Hoover was fearless in overspending other people’s money. By mid-1916 the commission’s expenditure in Belgium exceeded its income by $2,000,000 a month, [22] but Hoover knew that he would be able to source the funding for the simple reason that all of this was planned. The political will was there; it simply had to find reason. Financial muscle was never far from his centre of power. The Morgan/Rothschild axis was wrapped around the entire project; but they were not the givers, they were not donating funds; they acted as suppliers of funds … at a price. They were bankers.

[1] The Times 22 Feb. 1915.
[2] George I. Gay and H.H. Fisher, Public Relations of the Commission for Relief in Belgium, pp. 245-250, Documents 135-138.
[3] George H. Nash, The Life of Herbert Hoover, The Humanitarian, 1914-1917, pp. 86-7.
[4] Gerry Docherty and Jim Macgregor, Hidden History, The Secret Origins of the First World War. pp. 214-5.
[5] Gay and Fisher, Public Relations of the Commission, p. 245, Document 135.
[6] Ibid., p. 247, document 136.
[7] Bernhard Huldermann, Albert Ballin, p. 215.
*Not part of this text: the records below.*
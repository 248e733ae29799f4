//! Source provider abstraction for filesystem-independent joining.
//!
//! The [`SourceProvider`] trait abstracts the file I/O that Resolve needs,
//! so fragment resolution can be exercised without touching disk.

use std::collections::HashMap;
use std::path::{Component, Path, PathBuf};

/// Trait that abstracts fragment file I/O.
///
/// The default [`FileSystemProvider`] delegates to `std::fs`;
/// [`InMemoryProvider`] serves fragment text from a map for testing.
pub trait SourceProvider {
    /// Read the full text of a fragment file.
    fn read_source(&self, path: &Path) -> Result<String, std::io::Error>;

    /// Whether `path` names an existing regular file.
    fn is_file(&self, path: &Path) -> bool;

    /// Resolve a user-supplied path string against a base directory.
    fn resolve(&self, base: &Path, raw: &str) -> PathBuf;
}

/// Default filesystem-backed source provider.
pub struct FileSystemProvider;

impl SourceProvider for FileSystemProvider {
    fn read_source(&self, path: &Path) -> Result<String, std::io::Error> {
        std::fs::read_to_string(path)
    }

    fn is_file(&self, path: &Path) -> bool {
        std::fs::metadata(path).map(|m| m.is_file()).unwrap_or(false)
    }

    fn resolve(&self, base: &Path, raw: &str) -> PathBuf {
        // Path::join keeps absolute paths as they are.
        base.join(raw)
    }
}

/// In-memory source provider for testing.
///
/// Maps paths to fragment text. Paths are normalized (`.` and `..`
/// removed) on insertion and lookup so resolution behaves like the
/// filesystem provider without requiring real files.
#[derive(Default)]
pub struct InMemoryProvider {
    files: HashMap<PathBuf, String>,
}

impl InMemoryProvider {
    /// Create a new in-memory provider from a map of paths to fragment text.
    pub fn new(files: HashMap<PathBuf, String>) -> Self {
        let files = files
            .into_iter()
            .map(|(path, text)| (Self::normalize_path(&path), text))
            .collect();
        Self { files }
    }

    /// Builder-style insertion, handy in tests.
    pub fn with_file(mut self, path: impl AsRef<Path>, text: impl Into<String>) -> Self {
        self.files
            .insert(Self::normalize_path(path.as_ref()), text.into());
        self
    }

    fn normalize_path(path: &Path) -> PathBuf {
        let mut components = Vec::new();
        for component in path.components() {
            match component {
                Component::CurDir => {}
                Component::ParentDir => {
                    if !components.is_empty() {
                        components.pop();
                    }
                }
                other => components.push(other),
            }
        }
        components.iter().collect()
    }
}

impl SourceProvider for InMemoryProvider {
    fn read_source(&self, path: &Path) -> Result<String, std::io::Error> {
        let normalized = Self::normalize_path(path);
        self.files.get(&normalized).cloned().ok_or_else(|| {
            std::io::Error::new(
                std::io::ErrorKind::NotFound,
                format!("file not found in memory: {}", normalized.display()),
            )
        })
    }

    fn is_file(&self, path: &Path) -> bool {
        self.files.contains_key(&Self::normalize_path(path))
    }

    fn resolve(&self, base: &Path, raw: &str) -> PathBuf {
        Self::normalize_path(&base.join(raw))
    }
}

#[cfg(test)]
mod tests {
    use super::*;

    #[test]
    fn normalize_path_resolves_dot_and_dotdot() {
        let p = Path::new("/a/b/../c/./d.pq");
        assert_eq!(
            InMemoryProvider::normalize_path(p),
            PathBuf::from("/a/c/d.pq")
        );
    }

    #[test]
    fn in_memory_read_source_found() {
        let provider = InMemoryProvider::default().with_file("/q/A.pq", "1");
        let content = provider.read_source(Path::new("/q/A.pq")).unwrap();
        assert_eq!(content, "1");
    }

    #[test]
    fn in_memory_new_normalizes_keys() {
        let mut files = HashMap::new();
        files.insert(PathBuf::from("/q/./sub/../A.pq"), "1".to_string());
        let provider = InMemoryProvider::new(files);
        assert!(provider.is_file(Path::new("/q/A.pq")));
        assert_eq!(provider.read_source(Path::new("/q/A.pq")).unwrap(), "1");
    }

    #[test]
    fn in_memory_read_source_not_found() {
        let provider = InMemoryProvider::default();
        let err = provider.read_source(Path::new("/missing.pq")).unwrap_err();
        assert_eq!(err.kind(), std::io::ErrorKind::NotFound);
    }

    #[test]
    fn in_memory_resolve_relative_and_absolute() {
        let provider = InMemoryProvider::default();
        assert_eq!(
            provider.resolve(Path::new("/work"), "../q/A.pq"),
            PathBuf::from("/q/A.pq")
        );
        assert_eq!(
            provider.resolve(Path::new("/work"), "/abs/B.pq"),
            PathBuf::from("/abs/B.pq")
        );
    }

    #[test]
    fn in_memory_is_file_only_for_known_entries() {
        let provider = InMemoryProvider::default().with_file("/q/A.pq", "1");
        assert!(provider.is_file(Path::new("/q/./A.pq")));
        assert!(!provider.is_file(Path::new("/q")));
    }

    #[test]
    fn filesystem_is_file_rejects_directories() {
        let dir = tempfile::TempDir::new().unwrap();
        let file = dir.path().join("A.pq");
        std::fs::write(&file, "1").unwrap();
        assert!(FileSystemProvider.is_file(&file));
        assert!(!FileSystemProvider.is_file(dir.path()));
        assert!(!FileSystemProvider.is_file(&dir.path().join("nope.pq")));
    }
}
[8] Ibid., pp. 223-228. http://www.archive.org/stream/albertballin00hulduoft/albertballin00hulduoft_djvu.txt
[9] Gay and Fisher, Public Relations of the Commission, p. 248, Document 137.
[10] See our blogs between December 10 and February 4, 2015.
[11] Gay and Fisher, Public Relations of the Commission, p. 248, Document 138.
[12] Manfried Pohl and Sabine Freitag, Handbook on the History of European Banks.
[13] Brand Whitlock, Belgium Under German Occupation, p. 214.
[14] Charles D’Ydewalle, Albert King of the Belgians, p. 147.
[15] Brand Whitlock, Belgium Under German Occupation, p. 217.
[16] Ibid., p. 215.
[17] New York Times, 21 December 1916, p.8.
[18] George H. Nash, The Life of Herbert Hoover, p.197.
[19] New York Times, 31 January 1917.
[20] John Hamill, The Strange Case of Mr Hoover Under Two Flags, pp. 322-3.
[21] New York Times, 10 May 1917.
[22] George H. Nash, The Life of Herbert Hoover, p. 196.